ACTIVITY - The whole of the data is to be returned without a single change.

MATERIAL PROVIDED -

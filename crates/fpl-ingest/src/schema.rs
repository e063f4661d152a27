//! Warehouse table schemas
//!
//! Schemas are JSON field lists stored as `<schema_dir>/<reference>.json`:
//!
//! ```json
//! [
//!   {"name": "element_id", "type": "INTEGER", "mode": "REQUIRED"},
//!   {"name": "kickoff_time", "type": "TIMESTAMP"}
//! ]
//! ```

use serde::{Deserialize, Serialize};
use std::path::{Path, PathBuf};
use tracing::info;

use crate::error::{IngestError, Result};

/// Default directory holding schema files
pub const DEFAULT_SCHEMA_DIR: &str = "config/schemas";

#[derive(Debug, Clone, Copy, PartialEq, Eq, Serialize, Deserialize, Default)]
#[serde(rename_all = "UPPERCASE")]
pub enum FieldMode {
    #[default]
    Nullable,
    Required,
    Repeated,
}

#[derive(Debug, Clone, PartialEq, Serialize, Deserialize)]
pub struct SchemaField {
    pub name: String,
    #[serde(rename = "type")]
    pub field_type: String,
    #[serde(default)]
    pub mode: FieldMode,
    #[serde(default, skip_serializing_if = "Option::is_none")]
    pub description: Option<String>,
    /// Sub-fields of RECORD columns
    #[serde(default, skip_serializing_if = "Vec::is_empty")]
    pub fields: Vec<SchemaField>,
}

impl SchemaField {
    pub fn is_required(&self) -> bool {
        self.mode == FieldMode::Required
    }
}

pub type Schema = Vec<SchemaField>;

/// Reads schema files from one directory
#[derive(Debug, Clone)]
pub struct SchemaLoader {
    dir: PathBuf,
}

impl SchemaLoader {
    pub fn new(dir: impl Into<PathBuf>) -> Self {
        Self { dir: dir.into() }
    }

    pub fn dir(&self) -> &Path {
        &self.dir
    }

    pub fn path_for(&self, reference: &str) -> PathBuf {
        self.dir.join(format!("{reference}.json"))
    }

    pub fn load(&self, reference: &str) -> Result<Schema> {
        let path = self.path_for(reference);
        info!(path = %path.display(), "Loading schema");
        let text = std::fs::read_to_string(&path)
            .map_err(|e| IngestError::schema_load_failed(reference, format!("{}: {e}", path.display())))?;
        serde_json::from_str(&text).map_err(|e| IngestError::schema_load_failed(reference, e))
    }
}

#[cfg(test)]
#[allow(clippy::unwrap_used, clippy::expect_used)]
mod tests {
    use super::*;
    use tempfile::TempDir;

    #[test]
    fn test_load_schema() {
        let dir = TempDir::new().unwrap();
        std::fs::write(
            dir.path().join("history.json"),
            r#"[
                {"name": "element_id", "type": "INTEGER", "mode": "REQUIRED"},
                {"name": "kickoff_time", "type": "TIMESTAMP", "description": "UTC"},
                {"name": "stats", "type": "RECORD", "mode": "REPEATED",
                 "fields": [{"name": "value", "type": "FLOAT"}]}
            ]"#,
        )
        .unwrap();

        let schema = SchemaLoader::new(dir.path()).load("history").unwrap();
        assert_eq!(schema.len(), 3);
        assert!(schema[0].is_required());
        assert_eq!(schema[1].mode, FieldMode::Nullable);
        assert_eq!(schema[2].fields[0].field_type, "FLOAT");
    }

    #[test]
    fn test_missing_schema_file() {
        let dir = TempDir::new().unwrap();
        let err = SchemaLoader::new(dir.path()).load("teams").unwrap_err();
        assert!(matches!(err, IngestError::SchemaLoadFailed { reference, .. } if reference == "teams"));
    }

    #[test]
    fn test_invalid_schema_json() {
        let dir = TempDir::new().unwrap();
        std::fs::write(dir.path().join("teams.json"), "{not json").unwrap();
        let err = SchemaLoader::new(dir.path()).load("teams").unwrap_err();
        assert!(matches!(err, IngestError::SchemaLoadFailed { .. }));
    }
}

ANSWER SECTION -
filename crates/fpl-ingest/src/schema.rs
repository e063f4661d152a27
//! Warehouse table schemas
//!
//! Schemas are JSON field lists stored as `<schema_dir>/<reference>.json`:
//!
//! ```json
//! [
//!   {"name": "element_id", "type": "INTEGER", "mode": "REQUIRED"},
//!   {"name": "kickoff_time", "type": "TIMESTAMP"}
//! ]
//! ```

use serde::{Deserialize, Serialize};
use std::path::{Path, PathBuf};
use tracing::info;

use crate::error::{IngestError, Result};

/// Default directory holding schema files
pub const DEFAULT_SCHEMA_DIR: &str = "config/schemas";

#[derive(Debug, Clone, Copy, PartialEq, Eq, Serialize, Deserialize, Default)]
#[serde(rename_all = "UPPERCASE")]
pub enum FieldMode {
    #[default]
    Nullable,
    Required,
    Repeated,
}

#[derive(Debug, Clone, PartialEq, Serialize, Deserialize)]
pub struct SchemaField {
    pub name: String,
    #[serde(rename = "type")]
    pub field_type: String,
    #[serde(default)]
    pub mode: FieldMode,
    #[serde(default, skip_serializing_if = "Option::is_none")]
    pub description: Option<String>,
    /// Sub-fields of RECORD columns
    #[serde(default, skip_serializing_if = "Vec::is_empty")]
    pub fields: Vec<SchemaField>,
}

impl SchemaField {
    pub fn is_required(&self) -> bool {
        self.mode == FieldMode::Required
    }
}

pub type Schema = Vec<SchemaField>;

/// Reads schema files from one directory
#[derive(Debug, Clone)]
pub struct SchemaLoader {
    dir: PathBuf,
}

impl SchemaLoader {
    pub fn new(dir: impl Into<PathBuf>) -> Self {
        Self { dir: dir.into() }
    }

    pub fn dir(&self) -> &Path {
        &self.dir
    }

    pub fn path_for(&self, reference: &str) -> PathBuf {
        self.dir.join(format!("{reference}.json"))
    }

    pub fn load(&self, reference: &str) -> Result<Schema> {
        let path = self.path_for(reference);
        info!(path = %path.display(), "Loading schema");
        let text = std::fs::read_to_string(&path)
            .map_err(|e| IngestError::schema_load_failed(reference, format!("{}: {e}", path.display())))?;
        serde_json::from_str(&text).map_err(|e| IngestError::schema_load_failed(reference, e))
    }
}

#[cfg(test)]
#[allow(clippy::unwrap_used, clippy::expect_used)]
mod tests {
    use super::*;
    use tempfile::TempDir;

    #[test]
    fn test_load_schema() {
        let dir = TempDir::new().unwrap();
        std::fs::write(
            dir.path().join("history.json"),
            r#"[
                {"name": "element_id", "type": "INTEGER", "mode": "REQUIRED"},
                {"name": "kickoff_time", "type": "TIMESTAMP", "description": "UTC"},
                {"name": "stats", "type": "RECORD", "mode": "REPEATED",
                 "fields": [{"name": "value", "type": "FLOAT"}]}
            ]"#,
        )
        .unwrap();

        let schema = SchemaLoader::new(dir.path()).load("history").unwrap();
        assert_eq!(schema.len(), 3);
        assert!(schema[0].is_required());
        assert_eq!(schema[1].mode, FieldMode::Nullable);
        assert_eq!(schema[2].fields[0].field_type, "FLOAT");
    }

    #[test]
    fn test_missing_schema_file() {
        let dir = TempDir::new().unwrap();
        let err = SchemaLoader::new(dir.path()).load("teams").unwrap_err();
        assert!(matches!(err, IngestError::SchemaLoadFailed { reference, .. } if reference == "teams"));
    }

    #[test]
    fn test_invalid_schema_json() {
        let dir = TempDir::new().unwrap();
        std::fs::write(dir.path().join("teams.json"), "{not json").unwrap();
        let err = SchemaLoader::new(dir.path()).load("teams").unwrap_err();
        assert!(matches!(err, IngestError::SchemaLoadFailed { .. }));
    }
}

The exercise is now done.